Opini: Merawat Indonesia dengan Memperkuat Institusi, Bukan Mempertajam Perbedaan
Opini dari seorang pengamat hukum tata negara menyoroti pentingnya memperkuat institusi demokrasi sebagai jalan untuk merawat persatuan Indonesia. Dengan mengelola konflik melalui mekanisme institusional yang ada, seperti mediasi oleh Kapolri dalam RUU Ketenagakerjaan, diharapkan perbedaan dapat diselesaikan secara adil tanpa memperdalam polarisasi. Rekonsiliasi nasional menuntut komitmen bersama untuk mematuhi aturan main dan berdialog secara substantif demi Indonesia yang lebih matang secara demokratis.
Dalam sebuah opini yang dimuat di media nasional, seorang pengamat hukum tata negara mengangkat pentingnya memperkuat institusi-institusi demokrasi sebagai fondasi utama dalam merawat persatuan Indonesia. Opini ini hadir di tengah dinamika politik dan sosial yang kerap diwarnai perbedaan pandangan, menawarkan perspektif bahwa konflik seharusnya dikelola melalui mekanisme institusional yang ada, bukan dengan cara-cara yang mengedepankan emosi kolektif. Pendekatan ini dinilai lebih berkelanjutan dan mampu menjamin keadilan bagi semua pihak, tanpa harus mempertajam perbedaan yang ada.

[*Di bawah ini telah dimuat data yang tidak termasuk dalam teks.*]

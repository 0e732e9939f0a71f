//! Sky render pipeline with a procedural gradient background
//!
//! Renders a fullscreen triangle at the far plane and colors it from the
//! per-pixel view direction. No vertex buffers required.

use crate::camera::{mat4_inverse, Camera};
use bytemuck::{Pod, Zeroable};
use talus_core::{mat4_mul, Vec3};

/// Uniform data for the sky: inverse view-projection (rotation only) plus
/// the sun direction
#[repr(C)]
#[derive(Copy, Clone, Debug, Pod, Zeroable)]
pub struct SkyUniforms {
    pub inv_view_proj: [[f32; 4]; 4],
    pub light_direction: [f32; 3],
    pub _padding: f32,
}

/// Build sky uniforms from the camera's current orientation. Translation is
/// stripped from the view so the sky stays centered on the camera.
pub fn compute_sky_uniforms(camera: &Camera, light_direction: Vec3) -> SkyUniforms {
    let mut view = camera.view_matrix();
    view[3][0] = 0.0;
    view[3][1] = 0.0;
    view[3][2] = 0.0;

    let view_proj = mat4_mul(&camera.projection_matrix(), &view);

    SkyUniforms {
        inv_view_proj: mat4_inverse(&view_proj),
        light_direction: light_direction.to_array(),
        _padding: 0.0,
    }
}

/// The sky rendering pipeline
pub struct SkyPipeline {
    pub pipeline: wgpu::RenderPipeline,
    pub uniform_bind_group_layout: wgpu::BindGroupLayout,
}

impl SkyPipeline {
    pub fn new(device: &wgpu::Device, format: wgpu::TextureFormat) -> Self {
        let shader = device.create_shader_module(wgpu::ShaderModuleDescriptor {
            label: Some("Sky Shader"),
            source: wgpu::ShaderSource::Wgsl(include_str!("sky_shader.wgsl").into()),
        });

        let uniform_bind_group_layout =
            device.create_bind_group_layout(&wgpu::BindGroupLayoutDescriptor {
                label: Some("Sky Uniform Bind Group Layout"),
                entries: &[wgpu::BindGroupLayoutEntry {
                    binding: 0,
                    visibility: wgpu::ShaderStages::VERTEX | wgpu::ShaderStages::FRAGMENT,
                    ty: wgpu::BindingType::Buffer {
                        ty: wgpu::BufferBindingType::Uniform,
                        has_dynamic_offset: false,
                        min_binding_size: None,
                    },
                    count: None,
                }],
            });

        let pipeline_layout = device.create_pipeline_layout(&wgpu::PipelineLayoutDescriptor {
            label: Some("Sky Pipeline Layout"),
            bind_group_layouts: &[&uniform_bind_group_layout],
            push_constant_ranges: &[],
        });

        let pipeline = device.create_render_pipeline(&wgpu::RenderPipelineDescriptor {
            label: Some("Sky Render Pipeline"),
            layout: Some(&pipeline_layout),
            vertex: wgpu::VertexState {
                module: &shader,
                entry_point: Some("vs_main"),
                buffers: &[],
                compilation_options: Default::default(),
            },
            fragment: Some(wgpu::FragmentState {
                module: &shader,
                entry_point: Some("fs_main"),
                targets: &[Some(wgpu::ColorTargetState {
                    format,
                    blend: None,
                    write_mask: wgpu::ColorWrites::ALL,
                })],
                compilation_options: Default::default(),
            }),
            primitive: wgpu::PrimitiveState {
                topology: wgpu::PrimitiveTopology::TriangleList,
                strip_index_format: None,
                front_face: wgpu::FrontFace::Ccw,
                cull_mode: None,
                polygon_mode: wgpu::PolygonMode::Fill,
                unclipped_depth: false,
                conservative: false,
            },
            // Drawn last at z = 1.0; LessEqual lets it fill only where the
            // scene left the cleared depth untouched
            depth_stencil: Some(wgpu::DepthStencilState {
                format: wgpu::TextureFormat::Depth32Float,
                depth_write_enabled: false,
                depth_compare: wgpu::CompareFunction::LessEqual,
                stencil: wgpu::StencilState::default(),
                bias: wgpu::DepthBiasState::default(),
            }),
            multisample: wgpu::MultisampleState::default(),
            multiview: None,
            cache: None,
        });

        Self {
            pipeline,
            uniform_bind_group_layout,
        }
    }
}

#[cfg(test)]
mod tests {
    use super::*;

    // Mirror of the shader's direction reconstruction
    fn direction_for_ndc(uniforms: &SkyUniforms, x: f32, y: f32) -> Vec3 {
        let m = &uniforms.inv_view_proj;
        let p = [x, y, 1.0, 1.0];
        let mut out = [0.0f32; 4];
        for (row, value) in out.iter_mut().enumerate() {
            *value = m[0][row] * p[0] + m[1][row] * p[1] + m[2][row] * p[2] + m[3][row] * p[3];
        }
        Vec3::new(out[0] / out[3], out[1] / out[3], out[2] / out[3]).normalized()
    }

    #[test]
    fn center_pixel_looks_along_camera_forward() {
        let camera = Camera {
            yaw: 45.0,
            pitch: -20.0,
            ..Camera::new()
        };
        let uniforms = compute_sky_uniforms(&camera, Vec3::new(0.0, -1.0, 0.0));

        let dir = direction_for_ndc(&uniforms, 0.0, 0.0);
        let forward = camera.forward_vector();
        assert!(dir.dot(&forward) > 0.999, "dir {dir:?} vs forward {forward:?}");
    }

    #[test]
    fn sky_ignores_camera_position() {
        let near = Camera::new();
        let far = Camera {
            position: Vec3::new(5000.0, 800.0, -3000.0),
            ..Camera::new()
        };

        let a = compute_sky_uniforms(&near, Vec3::UP);
        let b = compute_sky_uniforms(&far, Vec3::UP);
        for col in 0..4 {
            for row in 0..4 {
                assert!((a.inv_view_proj[col][row] - b.inv_view_proj[col][row]).abs() < 1e-5);
            }
        }
    }
}
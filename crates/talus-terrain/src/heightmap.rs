//! Heightmap loading and sampling

use std::path::Path;

use image::DynamicImage;
use talus_core::{Result, TalusError};

/// A grayscale heightmap decoded from an 8-bit image
#[derive(Debug)]
pub struct Heightmap {
    /// Row-major height values normalized to [0..1]
    samples: Vec<f32>,
    /// Width in pixels
    pub width: u32,
    /// Height (depth along Z) in pixels
    pub height: u32,
}

impl Heightmap {
    /// Load a heightmap from an image file.
    ///
    /// Only the first channel of each pixel is read, normalized from
    /// 0..255 to [0..1]. Fails with `AssetLoad` if the file cannot be
    /// opened or decoded; the terrain cannot exist without it.
    pub fn from_image(path: &Path) -> Result<Self> {
        let img = image::open(path)
            .map_err(|e| TalusError::asset_load(path.display().to_string(), e))?;
        Self::from_decoded(img, &path.display().to_string())
    }

    /// Build a heightmap from an already-decoded image.
    ///
    /// `source` names the image in error messages.
    pub fn from_decoded(img: DynamicImage, source: &str) -> Result<Self> {
        let width = img.width();
        let height = img.height();
        if width == 0 || height == 0 {
            return Err(TalusError::InvalidFormat(format!(
                "heightmap '{}' has zero size ({}x{})",
                source, width, height
            )));
        }
        if img.color().channel_count() == 0 {
            return Err(TalusError::InvalidFormat(format!(
                "heightmap '{}' has no color channels",
                source
            )));
        }

        // First channel only: red for color images, gray for grayscale
        let rgba = img.to_rgba8();
        let samples: Vec<f32> = rgba.pixels().map(|p| p.0[0] as f32 / 255.0).collect();

        Ok(Self {
            samples,
            width,
            height,
        })
    }

    /// Create a heightmap from raw normalized data (for testing)
    pub fn from_raw(samples: Vec<f32>, width: u32, height: u32) -> Self {
        assert!(width > 0 && height > 0);
        assert_eq!(samples.len(), (width * height) as usize);
        Self {
            samples,
            width,
            height,
        }
    }

    /// Height sample at exact grid coordinates, in [0..1]
    pub fn get(&self, x: u32, z: u32) -> f32 {
        self.samples[(z * self.width + x) as usize]
    }

    /// The raw sample array, row-major
    pub fn samples(&self) -> &[f32] {
        &self.samples
    }
}

#[cfg(test)]
mod tests {
    use super::*;
    use image::{GrayImage, RgbImage};

    #[test]
    fn decodes_first_channel_normalized() {
        let mut img = GrayImage::new(2, 1);
        img.put_pixel(0, 0, image::Luma([0]));
        img.put_pixel(1, 0, image::Luma([255]));

        let hm = Heightmap::from_decoded(DynamicImage::ImageLuma8(img), "test").unwrap();
        assert_eq!(hm.width, 2);
        assert_eq!(hm.height, 1);
        assert!((hm.get(0, 0) - 0.0).abs() < 1e-6);
        assert!((hm.get(1, 0) - 1.0).abs() < 1e-6);
    }

    #[test]
    fn color_images_use_red_channel() {
        let mut img = RgbImage::new(1, 1);
        img.put_pixel(0, 0, image::Rgb([51, 200, 10]));

        let hm = Heightmap::from_decoded(DynamicImage::ImageRgb8(img), "test").unwrap();
        assert!((hm.get(0, 0) - 51.0 / 255.0).abs() < 1e-6);
    }

    #[test]
    fn zero_sized_image_is_rejected() {
        let img = DynamicImage::ImageRgb8(RgbImage::new(0, 0));
        let err = Heightmap::from_decoded(img, "empty").unwrap_err();
        assert!(matches!(err, TalusError::InvalidFormat(_)));
    }

    #[test]
    fn missing_file_reports_path() {
        let err = Heightmap::from_image(Path::new("does/not/exist.png")).unwrap_err();
        match err {
            TalusError::AssetLoad { path, .. } => assert!(path.contains("exist.png")),
            other => panic!("expected AssetLoad, got {other:?}"),
        }
    }
}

Institusi sebagai Wasit yang Adil dalam Perbedaan
Penulis opini mengkritik kecenderungan sebagian kelompok untuk mempolitisasi setiap perbedaan dan menjadikannya sebagai alat mobilisasi massa. Praktik semacam ini, menurutnya, justru dapat mengikis kepercayaan publik terhadap institusi. Sebagai gantinya, penguatan kapasitas dan integritas institusi diharapkan dapat menjadi wasit yang adil dalam setiap perselisihan. Contoh yang diangkat adalah proses mediasi yang difasilitasi oleh Kapolri dalam pembahasan RUU Ketenagakerjaan, yang menunjukkan bahwa institusi dapat berperan sebagai penengah yang efektif. Langkah ini menjadi bukti bahwa rekonsiliasi dan dialog antar pihak dapat berjalan melalui saluran yang terlembaga.
- Peran institusi: Lembaga peradilan, parlemen, dan badan pengawas diharapkan mampu menyelesaikan konflik secara adil tanpa memihak.
- Kritik terhadap politisasi: Politisasi perbedaan dianggap dapat mengikis kepercayaan publik dan memperdalam polarisasi.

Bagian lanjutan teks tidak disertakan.